After finding a pair of willing partners in reissue label Rhino and the Starbucks-owned Hear Music, Henry booked Studio B on the first floor of the Capitol Records tower in Hollywood (“not the Sinatra room,” he points out, “the Nat King Cole room”) for six days in June. He knew from experience it’d be enough time to complete the recording, given the skills of the participants and the open-ended method he’s developed, which involves not simply cutting tracks live in the studio but giving his handpicked players—including legendary New Orleans writer/arranger/musician Allen Toussaint on piano—the freedom to shape the tracks on the fly in conjunction with the vocalist.

Like the Burke album, I Believe to My Soul “references classic soul music, but it doesn’t sound like a re-creation of any of the records these artists made in the past,” Henry says. “It’s totally raw and gritty and live on the floor in the way that I think is appropriate. Sometimes you can ruin a project having too much time—the paint never dries. There’s something about the immediacy of playing live that puts everybody on point, and it’s just one more color on my pallete. When we only have these artists for a day each, people show up for work in a particular frame of mind that I find really conducive to recording. It’s not for everybody. But I never considered making this record any other way.”

Henry points out he’s able to open things up in this way because “I’ve got a great-listening, intuitive group of musicians who are delightful to be around. That’s kind of what I demand these days, because I’ve found that when you’re enjoying yourself, you’re a hundred times more creative. And I don’t have any interest in anybody who’s not with the program.”
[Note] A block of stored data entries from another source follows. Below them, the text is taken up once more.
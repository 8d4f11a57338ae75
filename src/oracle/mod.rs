pub mod mock;
pub mod openai;

use async_trait::async_trait;
use serde::Serialize;
use serde_json::Value;
use thiserror::Error;

use crate::history::Turn;
use crate::tools::{ToolCall, ToolSpec};

/// Token usage from a single oracle call.
#[derive(Debug, Clone, Copy, Default, PartialEq, Eq, Serialize)]
pub struct TokenUsage {
    pub input_tokens: u64,
    pub output_tokens: u64,
}

impl TokenUsage {
    /// Accumulate another usage into this one.
    pub fn add(&mut self, other: TokenUsage) {
        self.input_tokens += other.input_tokens;
        self.output_tokens += other.output_tokens;
    }

    /// Total tokens (input + output).
    pub fn total(&self) -> u64 {
        self.input_tokens + self.output_tokens
    }
}

/// A named JSON schema the oracle's answer must conform to.
#[derive(Debug, Clone, PartialEq)]
pub struct Schema {
    pub name: &'static str,
    pub json: Value,
}

/// How the oracle may answer.
#[derive(Debug, Clone, PartialEq)]
pub enum Mode {
    /// Free text, optionally asking for tool calls.
    FreeForm,
    /// A single JSON value matching the schema. No tool calls.
    Constrained(Schema),
}

/// Everything the oracle sees for one call.
#[derive(Debug, Clone, Copy)]
pub struct Request<'a> {
    pub system: &'a str,
    pub user: &'a str,
    pub history: &'a [Turn],
    pub tools: &'a [ToolSpec],
}

/// What came back from one oracle call.
#[derive(Debug, Clone, Default, PartialEq)]
pub struct OracleResponse {
    pub content: String,
    /// Requested lookups, in the order the oracle emitted them.
    pub calls: Vec<ToolCall>,
    pub usage: Option<TokenUsage>,
}

impl OracleResponse {
    pub fn text(content: impl Into<String>) -> Self {
        Self {
            content: content.into(),
            ..Self::default()
        }
    }

    pub fn with_calls(mut self, calls: Vec<ToolCall>) -> Self {
        self.calls = calls;
        self
    }

    pub fn with_usage(mut self, input_tokens: u64, output_tokens: u64) -> Self {
        self.usage = Some(TokenUsage {
            input_tokens,
            output_tokens,
        });
        self
    }
}

#[derive(Debug, Error)]
pub enum OracleError {
    #[error("HTTP request error: {0}")]
    Http(#[from] reqwest::Error),

    #[error("oracle API error ({status}): {body}")]
    Api { status: u16, body: String },

    #[error("could not decode oracle response: {0}")]
    Decode(#[from] serde_json::Error),

    #[error("oracle returned an empty response")]
    Empty,

    #[error("oracle not configured: {0}")]
    NotConfigured(String),

    #[error("{0}")]
    Other(String),
}

/// The borrowed brain. An LLM in production, a script in tests.
#[async_trait]
pub trait Oracle: Send + Sync {
    fn model(&self) -> &str;
    async fn invoke(&self, request: &Request<'_>, mode: &Mode) -> Result<OracleResponse, OracleError>;
}

#[cfg(test)]
mod tests {
    use super::*;

    #[test]
    fn usage_accumulates() {
        let mut total = TokenUsage::default();
        total.add(TokenUsage {
            input_tokens: 10,
            output_tokens: 5,
        });
        total.add(TokenUsage {
            input_tokens: 1,
            output_tokens: 2,
        });
        assert_eq!(total.input_tokens, 11);
        assert_eq!(total.output_tokens, 7);
        assert_eq!(total.total(), 18);
    }

    #[test]
    fn response_builders() {
        let resp = OracleResponse::text("hi").with_usage(3, 4);
        assert_eq!(resp.content, "hi");
        assert!(resp.calls.is_empty());
        assert_eq!(resp.usage.unwrap().total(), 7);
    }
}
PRODUCER AS CASTING DIRECTOR

From his mentor, producer/artist T Bone Burnett, Henry learned “that a big part of the gig is being a smart casting director. And if you’re a very smart casting director, you can sort of get out of the way. You’re a problem-solver when problems come up, but what you don’t do is create problems by trying to push things some other way than they wanna go. If I have this group of musicians in the room with Mavis Staples, one of the great voices in American music, singing Leadbelly’s ‘You Must Have That True Religion,’ a song that is already wildly evocative, there’s not too many ways I can go wrong.”

Henry describes the experience of working with Toussaint “life-changing—and I say that in a very real way. That’s the closest I’ll ever come in my lifetime to working with someone like Duke Ellington; he’s got that kind of musical mind and he’s that kind of gentleman. To be producing Allen Toussaint, who’s the producers’ producer, is incredibly gratifying, educational and inspiring. There’s not one reason that I would set that aside just to climb back into my own hole. I know this experience is gonna come to bear on my own work, and I don’t have to know exactly how right now.”